use std::collections::HashMap;

use lazy_static::lazy_static;
use serde::Deserialize;

use super::EquipmentRule;
use crate::error::Result;
use crate::geo::LatLon;

pub const REGIONS_FILE: &str = "regions.json";
pub const GAZETTEER_FILE: &str = "gazetteer.json";
pub const EQUIPMENT_FILE: &str = "equipment.json";

const BUNDLED_REGIONS: &str = include_str!("../../data/regions.json");
const BUNDLED_GAZETTEER: &str = include_str!("../../data/gazetteer.json");
const BUNDLED_EQUIPMENT: &str = include_str!("../../data/equipment.json");

lazy_static! {
    static ref BUILTIN: ReferenceTables =
        ReferenceTables::from_json(BUNDLED_REGIONS, BUNDLED_GAZETTEER, BUNDLED_EQUIPMENT)
            .expect("bundled reference tables are well formed");
}

fn unbounded_below() -> f64 {
    f64::NEG_INFINITY
}

fn unbounded_above() -> f64 {
    f64::INFINITY
}

/// Open rectangle; an omitted bound leaves that side unconstrained.
#[derive(Clone, Debug, PartialEq, Deserialize)]
pub struct Region {
    pub name: String,
    #[serde(default = "unbounded_below")]
    pub lon_min: f64,
    #[serde(default = "unbounded_above")]
    pub lon_max: f64,
    #[serde(default = "unbounded_below")]
    pub lat_min: f64,
    #[serde(default = "unbounded_above")]
    pub lat_max: f64,
}

impl Region {
    pub fn contains(&self, p: LatLon) -> bool {
        p.lon > self.lon_min && p.lon < self.lon_max && p.lat > self.lat_min && p.lat < self.lat_max
    }
}

#[derive(Clone, Debug, PartialEq, Deserialize)]
pub struct MountainRegion {
    #[serde(flatten)]
    pub region: Region,
    /// Representative relief in metres.
    pub altitude_m: f64,
}

#[derive(Clone, Debug, PartialEq, Deserialize)]
pub struct CoastalAirport {
    pub name: String,
    /// Whether the aerodrome alone makes a route maritime.
    pub maritime: bool,
    /// Reference distance from the coast in nautical miles.
    pub distance_nm: f64,
}

#[derive(Clone, Debug, PartialEq, Deserialize)]
pub struct MountainAirport {
    pub name: String,
    pub altitude_m: f64,
    pub zone: String,
}

#[derive(Clone, Debug, PartialEq, Deserialize)]
pub struct RegionTable {
    pub maritime: Vec<Region>,
    /// Checked in order; the first match wins.
    pub mountain: Vec<MountainRegion>,
    pub corsica: Region,
    pub mainland: Region,
}

#[derive(Clone, Debug, Default, PartialEq, Deserialize)]
pub struct Gazetteer {
    #[serde(default)]
    pub coastal: HashMap<String, CoastalAirport>,
    #[serde(default)]
    pub mountain: HashMap<String, MountainAirport>,
}

impl Gazetteer {
    fn normalized(self) -> Self {
        Gazetteer {
            coastal: self
                .coastal
                .into_iter()
                .map(|(icao, airport)| (normalize_icao(&icao), airport))
                .collect(),
            mountain: self
                .mountain
                .into_iter()
                .map(|(icao, airport)| (normalize_icao(&icao), airport))
                .collect(),
        }
    }
}

fn normalize_icao(name: &str) -> String {
    name.trim().to_uppercase()
}

/// Everything the route classifier looks up. The bundled tables are the
/// default; each one can be swapped for a caller-supplied JSON document.
#[derive(Clone, Debug, PartialEq)]
pub struct ReferenceTables {
    pub regions: RegionTable,
    pub gazetteer: Gazetteer,
    pub equipment: Vec<EquipmentRule>,
}

impl Default for ReferenceTables {
    fn default() -> Self {
        ReferenceTables::builtin().clone()
    }
}

impl ReferenceTables {
    pub fn builtin() -> &'static ReferenceTables {
        &BUILTIN
    }

    pub fn from_json(regions: &str, gazetteer: &str, equipment: &str) -> Result<Self> {
        let gazetteer: Gazetteer = serde_json::from_str(gazetteer)?;
        Ok(ReferenceTables {
            regions: serde_json::from_str(regions)?,
            gazetteer: gazetteer.normalized(),
            equipment: serde_json::from_str(equipment)?,
        })
    }

    pub fn with_regions(mut self, json: &str) -> Result<Self> {
        self.regions = serde_json::from_str(json)?;
        Ok(self)
    }

    pub fn with_gazetteer(mut self, json: &str) -> Result<Self> {
        let gazetteer: Gazetteer = serde_json::from_str(json)?;
        self.gazetteer = gazetteer.normalized();
        Ok(self)
    }

    pub fn with_equipment(mut self, json: &str) -> Result<Self> {
        self.equipment = serde_json::from_str(json)?;
        Ok(self)
    }

    pub fn coastal_airport(&self, name: &str) -> Option<&CoastalAirport> {
        self.gazetteer.coastal.get(&normalize_icao(name))
    }

    pub fn mountain_airport(&self, name: &str) -> Option<&MountainAirport> {
        self.gazetteer.mountain.get(&normalize_icao(name))
    }

    pub fn in_maritime_region(&self, p: LatLon) -> bool {
        self.regions.maritime.iter().any(|r| r.contains(p))
    }

    pub fn mountain_region(&self, p: LatLon) -> Option<&MountainRegion> {
        self.regions.mountain.iter().find(|m| m.region.contains(p))
    }

    pub fn is_corsica_flight(&self, first: LatLon, last: LatLon) -> bool {
        let (corsica, mainland) = (&self.regions.corsica, &self.regions.mainland);
        (corsica.contains(first) && mainland.contains(last))
            || (mainland.contains(first) && corsica.contains(last))
    }
}
use std::collections::BTreeMap;
use std::fmt;

use derive_builder::Builder;
use log::error;

use crate::geo::{AirspaceClass, Altitude, Confidence, Geometry, LatLon};

pub mod fallback;
pub mod overlay;
pub mod parse;
pub mod tree;

#[derive(Clone, Debug, PartialEq, Eq, Hash)]
pub enum AirspaceType {
    Ctr,
    Tma,
    Cta,
    Awy,
    R,
    P,
    D,
    Tmz,
    Rmz,
    Tsa,
    Tra,
    Fir,
    Uir,
    Atz,
    Other(String),
}

impl AirspaceType {
    pub fn from_code(code: &str) -> AirspaceType {
        match code.trim().to_ascii_uppercase().as_str() {
            "CTR" => AirspaceType::Ctr,
            "TMA" => AirspaceType::Tma,
            "CTA" => AirspaceType::Cta,
            "AWY" => AirspaceType::Awy,
            "R" => AirspaceType::R,
            "P" => AirspaceType::P,
            "D" => AirspaceType::D,
            "TMZ" => AirspaceType::Tmz,
            "RMZ" => AirspaceType::Rmz,
            "TSA" => AirspaceType::Tsa,
            "TRA" => AirspaceType::Tra,
            "FIR" => AirspaceType::Fir,
            "UIR" => AirspaceType::Uir,
            "ATZ" => AirspaceType::Atz,
            other => AirspaceType::Other(other.to_string()),
        }
    }

    pub fn code(&self) -> &str {
        match self {
            AirspaceType::Ctr => "CTR",
            AirspaceType::Tma => "TMA",
            AirspaceType::Cta => "CTA",
            AirspaceType::Awy => "AWY",
            AirspaceType::R => "R",
            AirspaceType::P => "P",
            AirspaceType::D => "D",
            AirspaceType::Tmz => "TMZ",
            AirspaceType::Rmz => "RMZ",
            AirspaceType::Tsa => "TSA",
            AirspaceType::Tra => "TRA",
            AirspaceType::Fir => "FIR",
            AirspaceType::Uir => "UIR",
            AirspaceType::Atz => "ATZ",
            AirspaceType::Other(code) => code,
        }
    }

    pub fn priority(&self) -> usize {
        match self {
            AirspaceType::Ctr => 0,
            AirspaceType::Tma => 1,
            AirspaceType::Cta => 2,
            AirspaceType::Awy => 3,
            AirspaceType::R => 4,
            AirspaceType::P => 5,
            AirspaceType::D => 6,
            AirspaceType::Tmz => 7,
            AirspaceType::Rmz => 8,
            AirspaceType::Tsa => 9,
            AirspaceType::Tra => 10,
            AirspaceType::Fir => 11,
            AirspaceType::Uir => 12,
            AirspaceType::Atz => 13,
            AirspaceType::Other(_) => 14,
        }
    }
}

impl fmt::Display for AirspaceType {
    fn fmt(&self, f: &mut fmt::Formatter) -> fmt::Result {
        f.write_str(self.code())
    }
}

#[derive(Clone, Debug, Builder)]
#[builder(setter(into))]
pub struct Airspace {
    pub id: String,
    pub ty: AirspaceType,
    pub code: String,
    pub name: String,
    pub class: AirspaceClass,
    pub class_confidence: Confidence,
    pub geometry: Geometry,
    pub floor: Altitude,
    pub ceiling: Altitude,
    #[builder(default)]
    pub activity: Option<String>,
    #[builder(default)]
    pub local_type: Option<String>,
    #[builder(default)]
    pub remarks: Option<String>,
    #[builder(default)]
    pub airac: Option<String>,
    #[builder(default)]
    pub modified: bool,
}

impl Airspace {
    pub fn is_low_confidence(&self) -> bool {
        self.class_confidence == Confidence::Low || self.geometry.is_approximated() || self.modified
    }

    pub fn contains(&self, point: LatLon) -> bool {
        crate::nav::point_in_polygon(point, &self.geometry.ring)
    }
}

#[derive(Clone, Debug, Builder)]
#[builder(setter(into))]
pub struct Airport {
    pub icao: String,
    pub name: String,
    #[builder(default)]
    pub iata: Option<String>,
    /// AD, HP or LS as published.
    #[builder(default)]
    pub kind: Option<String>,
    #[builder(default)]
    pub city: Option<String>,
    #[builder(default)]
    pub elevation_ft: Option<f64>,
    #[builder(default)]
    pub position: Option<LatLon>,
    #[builder(default)]
    pub reference_point: Option<String>,
    #[builder(default)]
    pub magnetic_variation: Option<MagneticVariation>,
    #[builder(default)]
    pub transition_altitude_ft: Option<f64>,
    #[builder(default)]
    pub remarks: Option<String>,
    #[builder(default)]
    pub runways: Vec<Runway>,
    #[builder(default)]
    pub frequencies: Vec<Frequency>,
    #[builder(default)]
    pub navaids: Vec<NearbyNavaid>,
    #[builder(default)]
    pub modified: bool,
}

impl Airport {
    pub fn frequencies_for<'a>(&'a self, service: &'a str) -> impl Iterator<Item = &'a Frequency> + 'a {
        self.frequencies
            .iter()
            .filter(move |f| f.service.eq_ignore_ascii_case(service))
    }
}

#[derive(Clone, Copy, Debug, PartialEq)]
pub struct MagneticVariation {
    /// Degrees, east positive.
    pub degrees: f64,
    pub year: Option<u16>,
    pub annual_change: Option<f64>,
}

#[derive(Clone, Debug, PartialEq)]
pub struct Frequency {
    /// Service code, e.g. TWR, APP, ATIS, AFIS.
    pub service: String,
    pub mhz: f64,
    pub call_sign: Option<String>,
    pub unit: String,
}

#[derive(Clone, Copy, Debug, PartialEq, Eq, PartialOrd, Ord, Hash)]
pub enum NavaidKind {
    Vor,
    VorDme,
    Dme,
    Ndb,
}

impl fmt::Display for NavaidKind {
    fn fmt(&self, f: &mut fmt::Formatter) -> fmt::Result {
        let s = match self {
            NavaidKind::Vor => "VOR",
            NavaidKind::VorDme => "VOR/DME",
            NavaidKind::Dme => "DME",
            NavaidKind::Ndb => "NDB",
        };
        f.pad(s)
    }
}

#[derive(Clone, Debug, PartialEq)]
pub struct Navaid {
    pub ident: String,
    pub kind: NavaidKind,
    pub name: Option<String>,
    /// MHz for VOR, kHz for NDB.
    pub frequency: Option<f64>,
    pub channel: Option<String>,
    pub position: LatLon,
}

/// A navaid within [`NAVAID_RADIUS_NM`] of an aerodrome reference point.
#[derive(Clone, Debug, PartialEq)]
pub struct NearbyNavaid {
    pub ident: String,
    pub kind: NavaidKind,
    pub distance_nm: f64,
    /// True course from the aerodrome to the navaid.
    pub bearing: f64,
}

pub const NAVAID_RADIUS_NM: f64 = 30.0;

#[derive(Clone, Debug, PartialEq)]
pub struct Runway {
    pub designation: String,
    pub length_m: f64,
    pub width_m: Option<f64>,
    pub surface: Option<String>,
    pub directions: Vec<RunwayDirection>,
}

impl Runway {
    pub fn direction(&self, designation: &str) -> Option<&RunwayDirection> {
        self.directions.iter().find(|d| d.designation == designation)
    }
}

#[derive(Clone, Copy, Debug, PartialEq, Eq, PartialOrd, Ord, Hash)]
pub enum DistanceKind {
    Tora,
    Toda,
    Asda,
    Lda,
}

impl DistanceKind {
    pub const ALL: [DistanceKind; 4] = [
        DistanceKind::Tora,
        DistanceKind::Toda,
        DistanceKind::Asda,
        DistanceKind::Lda,
    ];

    pub fn from_code(code: &str) -> Option<DistanceKind> {
        match code.trim().to_ascii_uppercase().as_str() {
            "TORA" => Some(DistanceKind::Tora),
            "TODA" => Some(DistanceKind::Toda),
            "ASDA" => Some(DistanceKind::Asda),
            "LDA" => Some(DistanceKind::Lda),
            _ => None,
        }
    }
}

impl fmt::Display for DistanceKind {
    fn fmt(&self, f: &mut fmt::Formatter) -> fmt::Result {
        let s = match self {
            DistanceKind::Tora => "TORA",
            DistanceKind::Toda => "TODA",
            DistanceKind::Asda => "ASDA",
            DistanceKind::Lda => "LDA",
        };
        f.write_str(s)
    }
}

#[derive(Clone, Copy, Debug, PartialEq)]
pub struct DeclaredDistance {
    pub metres: f64,
    /// `Low` when the value is the runway length standing in for a missing record.
    pub confidence: Confidence,
}

#[derive(Clone, Debug, PartialEq)]
pub struct RunwayDirection {
    pub designation: String,
    pub true_bearing: Option<f64>,
    pub magnetic_bearing: Option<f64>,
    pub threshold: Option<LatLon>,
    pub declared: BTreeMap<DistanceKind, DeclaredDistance>,
    pub ils: Option<Ils>,
}

impl RunwayDirection {
    pub fn new<S: Into<String>>(designation: S) -> Self {
        RunwayDirection {
            designation: designation.into(),
            true_bearing: None,
            magnetic_bearing: None,
            threshold: None,
            declared: BTreeMap::new(),
            ils: None,
        }
    }

    pub fn declared_distance(&self, kind: DistanceKind) -> Option<f64> {
        self.declared.get(&kind).map(|d| d.metres)
    }

    /// QFU as published: magnetic when available, true otherwise.
    pub fn qfu(&self) -> Option<f64> {
        self.magnetic_bearing.or(self.true_bearing)
    }
}

#[derive(Clone, Debug, PartialEq)]
pub struct Ils {
    pub category: Option<String>,
    pub frequency_mhz: Option<f64>,
    pub identifier: Option<String>,
}

#[derive(Clone, Debug, Builder)]
#[builder(setter(into))]
pub struct VfrPoint {
    pub id: String,
    pub code: String,
    pub aerodrome: String,
    pub name: String,
    #[builder(default)]
    pub description: Option<String>,
    pub position: LatLon,
    #[builder(default)]
    pub compulsory: bool,
    #[builder(default)]
    pub modified: bool,
}

#[derive(Clone, Copy, Debug, PartialEq, Eq, Default)]
pub enum Strictness {
    #[default]
    Lenient,
    Strict,
}

#[derive(Clone, Debug, Default, Builder)]
#[builder(default)]
pub struct Options {
    /// Only keep aerodrome-bound records whose ICAO code starts with this.
    #[builder(setter(into, strip_option))]
    pub icao_prefix: Option<String>,
    /// Overrides the cycle read from the document's `effective` attribute.
    #[builder(setter(into, strip_option))]
    pub airac: Option<String>,
    pub strictness: Strictness,
}

impl Options {
    pub fn accepts(&self, icao: &str) -> bool {
        match &self.icao_prefix {
            Some(prefix) => icao.starts_with(prefix.as_str()),
            None => true,
        }
    }

    pub fn is_strict(&self) -> bool {
        self.strictness == Strictness::Strict
    }
}

#[derive(Clone, Debug, PartialEq)]
pub enum Warning {
    SkippedRecord { entity: String, reason: String },
    UnresolvedReference { entity: String, key: String },
    UnavailableCoordinate { entity: String, input: String },
    ApproximatedGeometry { airspace: String },
    DefaultedClass { airspace: String },
    IgnoredStructure { tag: String, count: usize },
}

impl fmt::Display for Warning {
    fn fmt(&self, f: &mut fmt::Formatter) -> fmt::Result {
        match self {
            Warning::SkippedRecord { entity, reason } => {
                write!(f, "skipped {} record: {}", entity, reason)
            }
            Warning::UnresolvedReference { entity, key } => {
                write!(f, "dropped {}: parent {} not found", entity, key)
            }
            Warning::UnavailableCoordinate { entity, input } => {
                write!(f, "{}: coordinate '{}' unavailable", entity, input)
            }
            Warning::ApproximatedGeometry { airspace } => {
                write!(f, "{}: boundary approximated by a nominal circle", airspace)
            }
            Warning::DefaultedClass { airspace } => {
                write!(f, "{}: class missing or unknown, defaulted to G", airspace)
            }
            Warning::IgnoredStructure { tag, count } => {
                write!(f, "ignored {} unknown <{}> record(s)", count, tag)
            }
        }
    }
}

#[derive(Clone, Debug, Default)]
pub struct Dataset {
    pub airac: Option<String>,
    pub airspaces: Vec<Airspace>,
    pub airports: Vec<Airport>,
    pub vfr_points: Vec<VfrPoint>,
    pub navaids: Vec<Navaid>,
    pub warnings: Vec<Warning>,
    pub fallback: bool,
}

impl Dataset {
    pub fn airport(&self, icao: &str) -> Option<&Airport> {
        self.airports.iter().find(|a| a.icao.eq_ignore_ascii_case(icao))
    }

    pub fn airspace(&self, id: &str) -> Option<&Airspace> {
        self.airspaces.iter().find(|a| a.id == id)
    }

    pub fn vfr_points_for<'a>(&'a self, icao: &'a str) -> impl Iterator<Item = &'a VfrPoint> + 'a {
        self.vfr_points
            .iter()
            .filter(move |p| p.aerodrome.eq_ignore_ascii_case(icao))
    }

    pub fn navaid(&self, ident: &str) -> Option<&Navaid> {
        self.navaids.iter().find(|n| n.ident.eq_ignore_ascii_case(ident))
    }

    pub fn airspaces_at(&self, point: LatLon) -> impl Iterator<Item = &Airspace> + '_ {
        self.airspaces.iter().filter(move |a| a.contains(point))
    }
}

pub fn ingest(xml: &str, options: &Options) -> Dataset {
    match parse::parse_document(xml, options) {
        Ok(dataset) => dataset,
        Err(e) => {
            error!("ingestion aborted, substituting fallback airspaces: {}", e);
            fallback::dataset()
        }
    }
}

....

--- Task requirements ---
Take from the material above every line that includes the word "find".

--- Expected answer ---
        self.regions.mountain.iter().find(|m| m.region.contains(p))
        self.directions.iter().find(|d| d.designation == designation)
        self.airports.iter().find(|a| a.icao.eq_ignore_ascii_case(icao))
        self.airspaces.iter().find(|a| a.id == id)
        self.navaids.iter().find(|n| n.ident.eq_ignore_ascii_case(ident))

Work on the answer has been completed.